Ujian Tengah Semester bukan hanya tentang siapa yang mendapatkan nilai tertinggi, atau siapa yang paling cepat menyelesaikan soal. Bagi seorang guru matematika, STS adalah cermin—yang memantulkan proses belajar siswa selama ini, sekaligus mengajarkan nilai-nilai yang sering kali tidak tertulis di lembaran kertas ujian. Ia bukan sekadar soal benar atau salah. Ia adalah refleksi dari proses belajar, konsistensi latihan, serta cara menghadapi tekanan dan menyelesaikan masalah
Matematika sering dianggap sulit. Tapi justru dari situlah pelajaran berharga dimulai. Matematika mengajarkan tentang ketekunan. Ia mengajak untuk berpikir sistematis, melatih logika, dan tidak cepat menyerah ketika jawaban pertama salah.

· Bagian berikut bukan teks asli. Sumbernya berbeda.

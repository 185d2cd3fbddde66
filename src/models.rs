use serde::Serialize;

#[derive(Debug, Clone, PartialEq, Serialize)]
pub struct Student {
    pub id: i64,
    pub roll_no: String,
    pub name: String,
    pub semester: i64,
    pub email: Option<String>,
    pub phone: Option<String>,
}

#[derive(Debug, Clone, PartialEq, Serialize)]
pub struct Subject {
    pub id: i64,
    pub code: String,
    pub name: String,
    pub credits: i64,
}

/// One stored mark, as read for department-wide aggregation.
#[derive(Debug, Clone, Copy, PartialEq, Eq, Serialize)]
pub struct MarkEntry {
    pub student_id: i64,
    pub subject_id: i64,
    pub score: i64,
}

/// One stored mark joined with its subject, as shown on a result card.
#[derive(Debug, Clone, PartialEq, Serialize)]
pub struct StudentMark {
    pub subject_code: String,
    pub subject_name: String,
    pub score: i64,
}

#[derive(Debug, Clone, Copy, PartialEq, Eq)]
pub enum MarkWrite {
    Inserted,
    Updated,
}

#[derive(Debug, Clone, Copy, Default, PartialEq, Eq)]
pub struct ImportSummary {
    pub inserted: usize,
    pub updated: usize,
}
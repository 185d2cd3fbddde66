use std::str::FromStr;

use sqlx::sqlite::{SqliteConnectOptions, SqliteConnection, SqlitePoolOptions, SqliteRow};
use sqlx::{Row, SqlitePool};
use tracing::{debug, info};

use crate::error::ResultsError;
use crate::models::{ImportSummary, MarkEntry, MarkWrite, Student, StudentMark, Subject};

pub const DEFAULT_SEMESTER: i64 = 5;
const DEFAULT_CREDITS: i64 = 4;

const SEMESTER_SUBJECTS: [(&str, &str); 6] = [
    ("0527001", "Java Programming"),
    ("0527002", "Computer Networks"),
    ("0527003", "Computer Graphics & Multimedia Applications"),
    ("0527004", "IT Trends & Technologies"),
    ("0527065", "Minor Project"),
    ("0527080", "Java & Computer Graphics Lab"),
];

const DEMO_STUDENTS: [&str; 20] = [
    "Aarav Sharma",
    "Ananya Verma",
    "Rohan Gupta",
    "Priya Singh",
    "Vikram Yadav",
    "Sneha Kumari",
    "Arjun Mishra",
    "Kavya Tiwari",
    "Rahul Pandey",
    "Neha Chauhan",
    "Aditya Srivastava",
    "Pooja Dubey",
    "Karan Mehta",
    "Isha Rawat",
    "Manish Joshi",
    "Simran Kaur",
    "Deepak Saxena",
    "Ritu Agarwal",
    "Sanjay Patel",
    "Geeta Singh",
];

pub async fn connect(database_url: &str, max_connections: u32) -> Result<SqlitePool, ResultsError> {
    let options = SqliteConnectOptions::from_str(database_url)?
        .create_if_missing(true)
        .foreign_keys(true);

    let pool = SqlitePoolOptions::new()
        .max_connections(max_connections)
        .connect_with(options)
        .await?;
    Ok(pool)
}

pub async fn init_db(pool: &SqlitePool) -> Result<(), ResultsError> {
    sqlx::migrate!("./migrations").run(pool).await?;
    Ok(())
}

pub async fn seed_subjects(pool: &SqlitePool) -> Result<usize, ResultsError> {
    for (code, name) in SEMESTER_SUBJECTS {
        sqlx::query(
            r#"
            INSERT INTO subjects (subject_code, subject_name, credits)
            VALUES (?1, ?2, ?3)
            ON CONFLICT (subject_code) DO UPDATE
            SET subject_name = excluded.subject_name, credits = excluded.credits
            "#,
        )
        .bind(code)
        .bind(name)
        .bind(DEFAULT_CREDITS)
        .execute(pool)
        .await?;
    }

    info!(subjects = SEMESTER_SUBJECTS.len(), "subjects seeded");
    Ok(SEMESTER_SUBJECTS.len())
}

/// Deterministic stand-in for a class's spread of results: top 20% score
/// 85-95, the next 30% 75-84, the next 30% 60-74 and the rest 40-59, each
/// jittered by up to five marks and clamped to 35..=100.
pub fn demo_score(student_index: usize, subject_index: usize) -> i64 {
    let (low, high) = match student_index % 10 + 1 {
        1..=2 => (85, 95),
        3..=5 => (75, 84),
        6..=8 => (60, 74),
        _ => (40, 59),
    };
    let span = (high - low + 1) as usize;
    let base = low + ((student_index * 7 + subject_index * 13) % span) as i64;
    let jitter = ((student_index * 3 + subject_index * 5) % 11) as i64 - 5;
    (base + jitter).clamp(35, 100)
}

pub async fn seed_demo_students(pool: &SqlitePool) -> Result<usize, ResultsError> {
    let subjects = list_subjects(pool).await?;

    for (index, name) in DEMO_STUDENTS.iter().enumerate() {
        let roll_no = format!("BCA2024{:03}", index + 1);
        sqlx::query(
            r#"
            INSERT INTO students (roll_no, name, semester)
            VALUES (?1, ?2, ?3)
            ON CONFLICT (roll_no) DO NOTHING
            "#,
        )
        .bind(&roll_no)
        .bind(*name)
        .bind(DEFAULT_SEMESTER)
        .execute(pool)
        .await?;

        let student = find_student_by_roll(pool, &roll_no).await?;
        for (subject_index, subject) in subjects.iter().enumerate() {
            upsert_mark(pool, student.id, subject.id, demo_score(index, subject_index)).await?;
        }
    }

    info!(
        students = DEMO_STUDENTS.len(),
        subjects = subjects.len(),
        "demo students seeded"
    );
    Ok(DEMO_STUDENTS.len())
}

fn student_from_row(row: &SqliteRow) -> Student {
    Student {
        id: row.get("id"),
        roll_no: row.get("roll_no"),
        name: row.get("name"),
        semester: row.get("semester"),
        email: row.get("email"),
        phone: row.get("phone"),
    }
}

fn subject_from_row(row: &SqliteRow) -> Subject {
    Subject {
        id: row.get("id"),
        code: row.get("subject_code"),
        name: row.get("subject_name"),
        credits: row.get("credits"),
    }
}

pub async fn add_student(
    pool: &SqlitePool,
    roll_no: &str,
    name: &str,
    semester: i64,
    email: Option<&str>,
    phone: Option<&str>,
) -> Result<Student, ResultsError> {
    let result = sqlx::query(
        r#"
        INSERT INTO students (roll_no, name, semester, email, phone)
        VALUES (?1, ?2, ?3, ?4, ?5)
        "#,
    )
    .bind(roll_no)
    .bind(name)
    .bind(semester)
    .bind(email)
    .bind(phone)
    .execute(pool)
    .await;

    match result {
        Ok(done) => {
            info!(student_id = done.last_insert_rowid(), roll_no, "student added");
            find_student(pool, done.last_insert_rowid()).await
        }
        Err(sqlx::Error::Database(err)) if err.is_unique_violation() => {
            Err(ResultsError::DuplicateRollNo(roll_no.to_string()))
        }
        Err(err) => Err(err.into()),
    }
}

pub async fn find_student(pool: &SqlitePool, id: i64) -> Result<Student, ResultsError> {
    sqlx::query("SELECT id, roll_no, name, semester, email, phone FROM students WHERE id = ?1")
        .bind(id)
        .fetch_optional(pool)
        .await?
        .map(|row| student_from_row(&row))
        .ok_or_else(|| ResultsError::StudentNotFound(id.to_string()))
}

pub async fn find_student_by_roll(pool: &SqlitePool, roll_no: &str) -> Result<Student, ResultsError> {
    sqlx::query(
        "SELECT id, roll_no, name, semester, email, phone FROM students WHERE roll_no = ?1",
    )
    .bind(roll_no)
    .fetch_optional(pool)
    .await?
    .map(|row| student_from_row(&row))
    .ok_or_else(|| ResultsError::StudentNotFound(roll_no.to_string()))
}

pub async fn find_subject_by_code(pool: &SqlitePool, code: &str) -> Result<Subject, ResultsError> {
    sqlx::query(
        "SELECT id, subject_code, subject_name, credits FROM subjects WHERE subject_code = ?1",
    )
    .bind(code)
    .fetch_optional(pool)
    .await?
    .map(|row| subject_from_row(&row))
    .ok_or_else(|| ResultsError::SubjectNotFound(code.to_string()))
}

pub async fn list_students(pool: &SqlitePool) -> Result<Vec<Student>, ResultsError> {
    let rows = sqlx::query(
        "SELECT id, roll_no, name, semester, email, phone FROM students ORDER BY name, id",
    )
    .fetch_all(pool)
    .await?;
    Ok(rows.iter().map(student_from_row).collect())
}

/// Makes `%`, `_` and `\` match literally inside a `LIKE ... ESCAPE '\'` pattern.
fn escape_like(raw: &str) -> String {
    let mut escaped = String::with_capacity(raw.len());
    for ch in raw.chars() {
        if matches!(ch, '%' | '_' | '\\') {
            escaped.push('\\');
        }
        escaped.push(ch);
    }
    escaped
}

pub async fn search_students(pool: &SqlitePool, query: &str) -> Result<Vec<Student>, ResultsError> {
    let pattern = format!("%{}%", escape_like(query.trim()));
    let rows = sqlx::query(
        r#"
        SELECT id, roll_no, name, semester, email, phone
        FROM students
        WHERE name LIKE ?1 ESCAPE '\' OR roll_no LIKE ?1 ESCAPE '\'
        ORDER BY name, id
        "#,
    )
    .bind(pattern)
    .fetch_all(pool)
    .await?;
    Ok(rows.iter().map(student_from_row).collect())
}

pub async fn list_subjects(pool: &SqlitePool) -> Result<Vec<Subject>, ResultsError> {
    let rows = sqlx::query(
        "SELECT id, subject_code, subject_name, credits FROM subjects ORDER BY subject_code",
    )
    .fetch_all(pool)
    .await?;
    Ok(rows.iter().map(subject_from_row).collect())
}

pub async fn list_marks_for_student(
    pool: &SqlitePool,
    student_id: i64,
) -> Result<Vec<StudentMark>, ResultsError> {
    let rows = sqlx::query(
        r#"
        SELECT s.subject_code, s.subject_name, m.marks
        FROM marks m
        JOIN subjects s ON s.id = m.subject_id
        WHERE m.student_id = ?1
        ORDER BY s.subject_code
        "#,
    )
    .bind(student_id)
    .fetch_all(pool)
    .await?;

    Ok(rows
        .iter()
        .map(|row| StudentMark {
            subject_code: row.get("subject_code"),
            subject_name: row.get("subject_name"),
            score: row.get("marks"),
        })
        .collect())
}

pub async fn list_all_marks(pool: &SqlitePool) -> Result<Vec<MarkEntry>, ResultsError> {
    let rows = sqlx::query("SELECT student_id, subject_id, marks FROM marks ORDER BY id")
        .fetch_all(pool)
        .await?;

    Ok(rows
        .iter()
        .map(|row| MarkEntry {
            student_id: row.get("student_id"),
            subject_id: row.get("subject_id"),
            score: row.get("marks"),
        })
        .collect())
}

fn validate_score(score: i64) -> Result<(), ResultsError> {
    if (0..=100).contains(&score) {
        Ok(())
    } else {
        Err(ResultsError::InvalidScore(score))
    }
}

/// Inserts or replaces the mark for a (student, subject) pair.
///
/// The existence checks and the write share one transaction, and the unique
/// index on `(student_id, subject_id)` keeps a single row per pair even when
/// submissions race.
pub async fn upsert_mark(
    pool: &SqlitePool,
    student_id: i64,
    subject_id: i64,
    score: i64,
) -> Result<MarkWrite, ResultsError> {
    let mut tx = pool.begin().await?;
    let write = upsert_mark_on(&mut *tx, student_id, subject_id, score).await?;
    tx.commit().await?;
    Ok(write)
}

async fn upsert_mark_on(
    conn: &mut SqliteConnection,
    student_id: i64,
    subject_id: i64,
    score: i64,
) -> Result<MarkWrite, ResultsError> {
    validate_score(score)?;

    let student: Option<i64> = sqlx::query_scalar("SELECT id FROM students WHERE id = ?1")
        .bind(student_id)
        .fetch_optional(&mut *conn)
        .await?;
    if student.is_none() {
        return Err(ResultsError::StudentNotFound(student_id.to_string()));
    }

    let subject: Option<i64> = sqlx::query_scalar("SELECT id FROM subjects WHERE id = ?1")
        .bind(subject_id)
        .fetch_optional(&mut *conn)
        .await?;
    if subject.is_none() {
        return Err(ResultsError::SubjectNotFound(subject_id.to_string()));
    }

    let existing: Option<i64> =
        sqlx::query_scalar("SELECT id FROM marks WHERE student_id = ?1 AND subject_id = ?2")
            .bind(student_id)
            .bind(subject_id)
            .fetch_optional(&mut *conn)
            .await?;

    sqlx::query(
        r#"
        INSERT INTO marks (student_id, subject_id, marks)
        VALUES (?1, ?2, ?3)
        ON CONFLICT (student_id, subject_id) DO UPDATE
        SET marks = excluded.marks
        "#,
    )
    .bind(student_id)
    .bind(subject_id)
    .bind(score)
    .execute(&mut *conn)
    .await?;

    let write = if existing.is_some() {
        MarkWrite::Updated
    } else {
        MarkWrite::Inserted
    };
    debug!(student_id, subject_id, score, ?write, "mark stored");
    Ok(write)
}

/// Upserts every row of the file in one transaction. Any bad row (unknown
/// roll number or subject code, out-of-range score, malformed record) rolls
/// back the whole import.
pub async fn import_marks_csv(
    pool: &SqlitePool,
    csv_path: &std::path::Path,
) -> Result<ImportSummary, ResultsError> {
    #[derive(serde::Deserialize)]
    struct CsvRow {
        roll_no: String,
        subject_code: String,
        score: i64,
    }

    let mut reader = csv::Reader::from_path(csv_path)?;
    let mut summary = ImportSummary::default();
    let mut tx = pool.begin().await?;

    for result in reader.deserialize::<CsvRow>() {
        let row = result?;
        let roll_no = row.roll_no.trim();
        let subject_code = row.subject_code.trim();

        let student_id: i64 = sqlx::query_scalar("SELECT id FROM students WHERE roll_no = ?1")
            .bind(roll_no)
            .fetch_optional(&mut *tx)
            .await?
            .ok_or_else(|| ResultsError::StudentNotFound(roll_no.to_string()))?;
        let subject_id: i64 =
            sqlx::query_scalar("SELECT id FROM subjects WHERE subject_code = ?1")
                .bind(subject_code)
                .fetch_optional(&mut *tx)
                .await?
                .ok_or_else(|| ResultsError::SubjectNotFound(subject_code.to_string()))?;

        match upsert_mark_on(&mut *tx, student_id, subject_id, row.score).await? {
            MarkWrite::Inserted => summary.inserted += 1,
            MarkWrite::Updated => summary.updated += 1,
        }
    }

    tx.commit().await?;

    info!(
        inserted = summary.inserted,
        updated = summary.updated,
        path = %csv_path.display(),
        "marks imported"
    );
    Ok(summary)
}

/// Removes every mark and student. Subjects are reference data and stay.
pub async fn reset(pool: &SqlitePool) -> Result<(u64, u64), ResultsError> {
    let mut tx = pool.begin().await?;
    let marks = sqlx::query("DELETE FROM marks").execute(&mut *tx).await?;
    let students = sqlx::query("DELETE FROM students").execute(&mut *tx).await?;
    tx.commit().await?;

    info!(
        marks = marks.rows_affected(),
        students = students.rows_affected(),
        "records reset"
    );
    Ok((students.rows_affected(), marks.rows_affected()))
}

STS hadir bukan untuk menakut-nakuti, tetapi untuk menjadi titik jeda sejauh mana pemahaman sudah terbentuk. Mana konsep yang sudah dikuasai, dan mana yang perlu diulang kembali. Bagi guru, ini bukan soal nilai semata, tapi bagaimana guru bisa membantu siswa bertumbuh dan yang paling penting, semua siswa harus tahu: nilai ujian bukan ukuran akhir dari kecerdasan, melainkan yang jauh lebih penting adalah bagaimana semua siswa belajar, berusaha, dan bangkit lagi ketika gagal. Sama hal dalam hidup—yang terpenting bukan hanya hasil akhirnya, melainkan proses untuk sampai ke sana.
“Ujian matematika bukan hanya menguji kemampuan berhitung, tetapi juga membentuk karakter dan ketangguhan mental para santri”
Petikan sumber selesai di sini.